Sunday we had a playdate with my blog-friend-turned-real-life-friend Kristen and her amazing brood.
The only danger of hanging out with Kristen is that I immediately want three more children. She and Mark are so graceful about the whole thing that it looks like a completely reasonable option. In reality, I got cold feet about a year and a half ago about our second adoption process and it’s been in limbo ever since. I actually touched base with the agency yesterday and asked them to keep our paperwork on hold for another six months.
I just don’t know, folks. I feel so inadequate most of the time, especially when faced with Tariku’s challenges and needs. I feel like I need to get a better handle on this mothering thing before I add another little being to the equation. But is that completely delusional? Will I ever feel like I have a handle on it? For now I’m checking the undecided box and just crashing the party of Kristen’s big family once in a while.
It’s definitely challenging and overwhelming for Tariku to be around more than one friend at a time. In all, I think he did beautifully. I really saw him trying to figure out how to participate and be kind.
The nice thing about hanging out with some of the other adoptive families I know is that there’s so much less explaining and apologizing to do. They get it. They get that my kid didn’t have parents for a while at a crucial time in his development. It has repercussions We’re working it out. We’re healing. We’re doing great, actually. But our version of doing great looks different that it does for kids who have had a typical attachment cycle in the first three years of life.
I’ve learned so much about all of this- attachment, adoption, parenting, faith, love, community- from my blogger friends. They’ve made me feel less alone on many desperately sad and scared nights. I’m not someone who generally goes to blogging conferences (yet), so it’s a special treat for me to hang out in the flesh with one of my fave blogging moms.
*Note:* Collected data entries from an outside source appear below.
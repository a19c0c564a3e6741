pub mod client;
pub mod commands;
pub mod config;
pub mod output;
pub mod planner;
pub mod registers;
pub mod snapshot;
pub mod state;
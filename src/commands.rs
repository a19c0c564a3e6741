pub mod registers {
    use crate::registers::{Access, ACCESS, DATA_TYPES, DESCRIPTIONS, KEYS, MAXIMUM_VALUES, MINIMUM_VALUES};

    /// Search and output the known Atrea registers.
    #[derive(clap::Parser)]
    pub struct Args {
        #[clap(flatten)]
        output: crate::output::Args,
        filter: Option<String>,
    }

    #[derive(thiserror::Error, Debug)]
    pub enum Error {
        #[error("could not produce the register listing")]
        Output(#[from] crate::output::Error),
    }

    #[derive(serde::Serialize)]
    pub struct RegisterSchema {
        pub key: &'static str,
        pub access: Access,
        pub scale: u8,
        pub minimum: Option<i64>,
        pub maximum: Option<i64>,
        pub description: &'static str,
    }

    impl RegisterSchema {
        pub fn all_registers() -> impl Iterator<Item = Self> {
            use std::iter::zip;
            zip(
                zip(zip(zip(zip(KEYS, ACCESS), DATA_TYPES), MINIMUM_VALUES), MAXIMUM_VALUES),
                DESCRIPTIONS,
            )
            .map(
                |(((((&key, &access), &data_type), &minimum), &maximum), &description)| {
                    RegisterSchema {
                        key,
                        access,
                        scale: data_type.scale(),
                        minimum,
                        maximum,
                        description,
                    }
                },
            )
        }

        pub fn is_match(&self, pattern: &str) -> bool {
            let pattern = pattern.to_uppercase();
            if self.key.contains(&pattern) {
                return true;
            }
            if self.description.to_uppercase().contains(&pattern) {
                return true;
            }
            return false;
        }
    }

    pub fn run(args: Args) -> Result<(), Error> {
        let mut output = args
            .output
            .to_output(&["Key", "Access", "Scale", "Min", "Max", "Description"])?;
        for register in RegisterSchema::all_registers() {
            if let Some(pattern) = &args.filter {
                if !register.is_match(pattern) {
                    continue;
                }
            }
            output.record(
                || {
                    vec![
                        register.key.to_string(),
                        register.access.to_string(),
                        register.scale.to_string(),
                        register.minimum.map(|v| v.to_string()).unwrap_or_default(),
                        register.maximum.map(|v| v.to_string()).unwrap_or_default(),
                        register.description.to_string(),
                    ]
                },
                || &register,
            )?;
        }
        output.commit()?;
        Ok(())
    }
}

pub mod status {
    use crate::state::DeviceState;

    /// Read the unit out once and display the interpreted state.
    #[derive(clap::Parser)]
    pub struct Args {
        #[clap(flatten)]
        pub(super) config: crate::config::Args,
        #[clap(flatten)]
        pub(super) output: crate::output::Args,
    }

    #[derive(thiserror::Error, Debug)]
    pub enum Error {
        #[error("could not start the async runtime")]
        Runtime(#[source] std::io::Error),
        #[error("could not communicate with the unit")]
        Client(#[from] crate::client::Error),
        #[error("the configured fan mode list is invalid")]
        FanModes(#[from] crate::config::FanModesError),
        #[error("the configured preset list is invalid")]
        Presets(#[from] crate::config::PresetsError),
        #[error("could not produce the status output")]
        Output(#[from] crate::output::Error),
    }

    fn opt<T: std::fmt::Display>(value: Option<T>) -> String {
        value.map(|v| v.to_string()).unwrap_or_else(|| "-".to_string())
    }

    pub(super) fn emit_state(
        state: &DeviceState,
        output: &mut crate::output::Output,
    ) -> Result<(), crate::output::Error> {
        let mut row = |field: &'static str, value: String| {
            output.record(
                || vec![field.to_string(), value.clone()],
                || serde_json::json!({ "field": field, "value": &value }),
            )
        };
        row("hvac mode", state.hvac_mode.to_string())?;
        row("program", opt(state.program))?;
        row("preset", opt(state.preset_label()))?;
        row("icon", opt(state.mode.map(|m| m.icon())))?;
        row("fan", opt(state.fan_display()))?;
        row("requested temperature", opt(state.requested_temperature))?;
        row("requested power", opt(state.requested_power))?;
        row("outside temperature", opt(state.temperatures.outside))?;
        row("inside temperature", opt(state.temperatures.inside))?;
        row("supply air temperature", opt(state.temperatures.supply))?;
        row("exhaust air temperature", opt(state.temperatures.exhaust))?;
        row("extract air temperature", opt(state.temperatures.extract))?;
        row("warnings", state.warnings.join("; "))?;
        row("alerts", state.alerts.join("; "))?;
        row("co2", opt(state.diagnostics.co2_ppm))?;
        row("filter change needed", opt(state.diagnostics.filter_change_needed))?;
        row("filter wear", opt(state.diagnostics.filter_wear_percent))?;
        row("zone", opt(state.diagnostics.zone))?;
        row("active inputs", state.diagnostics.active_inputs.join("; "))?;
        Ok(())
    }

    pub fn run(args: Args) -> Result<(), Error> {
        crate::config::process_fan_modes(&args.config.fan_modes)?;
        crate::config::process_presets(args.config.presets.as_deref())?;
        let runtime = tokio::runtime::Builder::new_current_thread()
            .enable_all()
            .build()
            .map_err(Error::Runtime)?;
        let session = runtime.block_on(args.config.session())?;
        let mut output = args.output.to_output(&["Field", "Value"])?;
        emit_state(session.state(), &mut output)?;
        output.commit()?;
        Ok(())
    }
}

pub mod watch {
    /// Poll the unit periodically and emit the interpreted state after each
    /// read-out.
    #[derive(clap::Parser)]
    pub struct Args {
        #[clap(flatten)]
        config: crate::config::Args,
        #[clap(flatten)]
        output: crate::output::Args,
        /// Poll this often.
        ///
        /// The unit shares one session across all clients; polling much
        /// faster than this tends to push other clients out.
        #[arg(long, default_value = "10s")]
        interval: humantime::Duration,
    }

    #[derive(thiserror::Error, Debug)]
    pub enum Error {
        #[error("could not start the async runtime")]
        Runtime(#[source] std::io::Error),
        #[error("could not communicate with the unit")]
        Client(#[from] crate::client::Error),
        #[error("could not produce the status output")]
        Output(#[from] crate::output::Error),
    }

    pub fn run(args: Args) -> Result<(), Error> {
        let runtime = tokio::runtime::Builder::new_current_thread()
            .enable_all()
            .build()
            .map_err(Error::Runtime)?;
        runtime.block_on(async {
            let mut session = args.config.session().await?;
            loop {
                let mut output = args.output.clone().to_output(&["Field", "Value"])?;
                super::status::emit_state(session.state(), &mut output)?;
                output.commit()?;
                tokio::time::sleep(*args.interval).await;
                session.poll().await?;
            }
        })
    }
}

pub mod set {
    use crate::planner::{parse_fan_percent, Intent};
    use crate::state::HvacMode;

    /// Send one command to the unit and wait for it to take effect.
    #[derive(clap::Parser)]
    pub struct Args {
        #[clap(flatten)]
        config: crate::config::Args,
        #[command(subcommand)]
        action: Action,
    }

    #[derive(clap::Subcommand)]
    pub enum Action {
        /// Start ventilating under the current program authority.
        On,
        /// Stop the unit, keeping the current program authority.
        Off,
        /// Select the climate-level operating mode.
        Hvac {
            #[arg(value_enum)]
            mode: HvacArg,
        },
        /// Activate a preset by its label (see `registers` for mode values).
        Preset { label: String },
        /// Override the fan speed, in percent. A trailing `%` is accepted;
        /// values outside 12..=100 are clamped.
        Fan { percent: String },
        /// Set the requested temperature, in degrees Celsius (10 to 40).
        Temperature { celsius: f64 },
        /// Select the active zone (0, 1 or 2).
        Zone { zone: u8 },
    }

    #[derive(clap::ValueEnum, Clone, Copy)]
    pub enum HvacArg {
        Off,
        Auto,
        FanOnly,
    }

    #[derive(thiserror::Error, Debug)]
    pub enum Error {
        #[error("could not start the async runtime")]
        Runtime(#[source] std::io::Error),
        #[error("could not communicate with the unit")]
        Client(#[from] crate::client::Error),
        #[error("`{0}` is not a usable fan percentage")]
        BadFanPercent(String),
    }

    fn intent(action: &Action) -> Result<Intent, Error> {
        Ok(match action {
            Action::On => Intent::TurnOn,
            Action::Off => Intent::TurnOff,
            Action::Hvac { mode } => Intent::SetHvacMode(match mode {
                HvacArg::Off => HvacMode::Off,
                HvacArg::Auto => HvacMode::Auto,
                HvacArg::FanOnly => HvacMode::FanOnly,
            }),
            Action::Preset { label } => Intent::SetPreset(label.clone()),
            Action::Fan { percent } => Intent::SetFanPercent(
                parse_fan_percent(percent).ok_or_else(|| Error::BadFanPercent(percent.clone()))?,
            ),
            Action::Temperature { celsius } => Intent::SetTemperature(*celsius),
            Action::Zone { zone } => Intent::SetZone(*zone),
        })
    }

    pub fn run(args: Args) -> Result<(), Error> {
        let intent = intent(&args.action)?;
        let runtime = tokio::runtime::Builder::new_current_thread()
            .enable_all()
            .build()
            .map_err(Error::Runtime)?;
        runtime.block_on(async {
            let mut session = args.config.session().await?;
            let state = session.command(intent).await?;
            println!(
                "hvac: {}, program: {}, preset: {}, fan: {}",
                state.hvac_mode,
                state
                    .program
                    .map(|p| p.to_string())
                    .unwrap_or_else(|| "-".to_string()),
                state.preset_label().unwrap_or("-"),
                state.fan_display().unwrap_or_else(|| "-".to_string()),
            );
            Ok(())
        })
    }
}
One of my fave moms period.
Sometimes I question what I write on this blog. Does anyone really care about my kid’s day out at the beach? Am I engaged in a navel-gazing waste of time when I should be working on an article or another book? And then I remember why I do everything I do- books, plays, blogs, whatever- I do it to connect. And I’ve connected to so much that I value in my life through blogging. I was reminded of that on Sunday.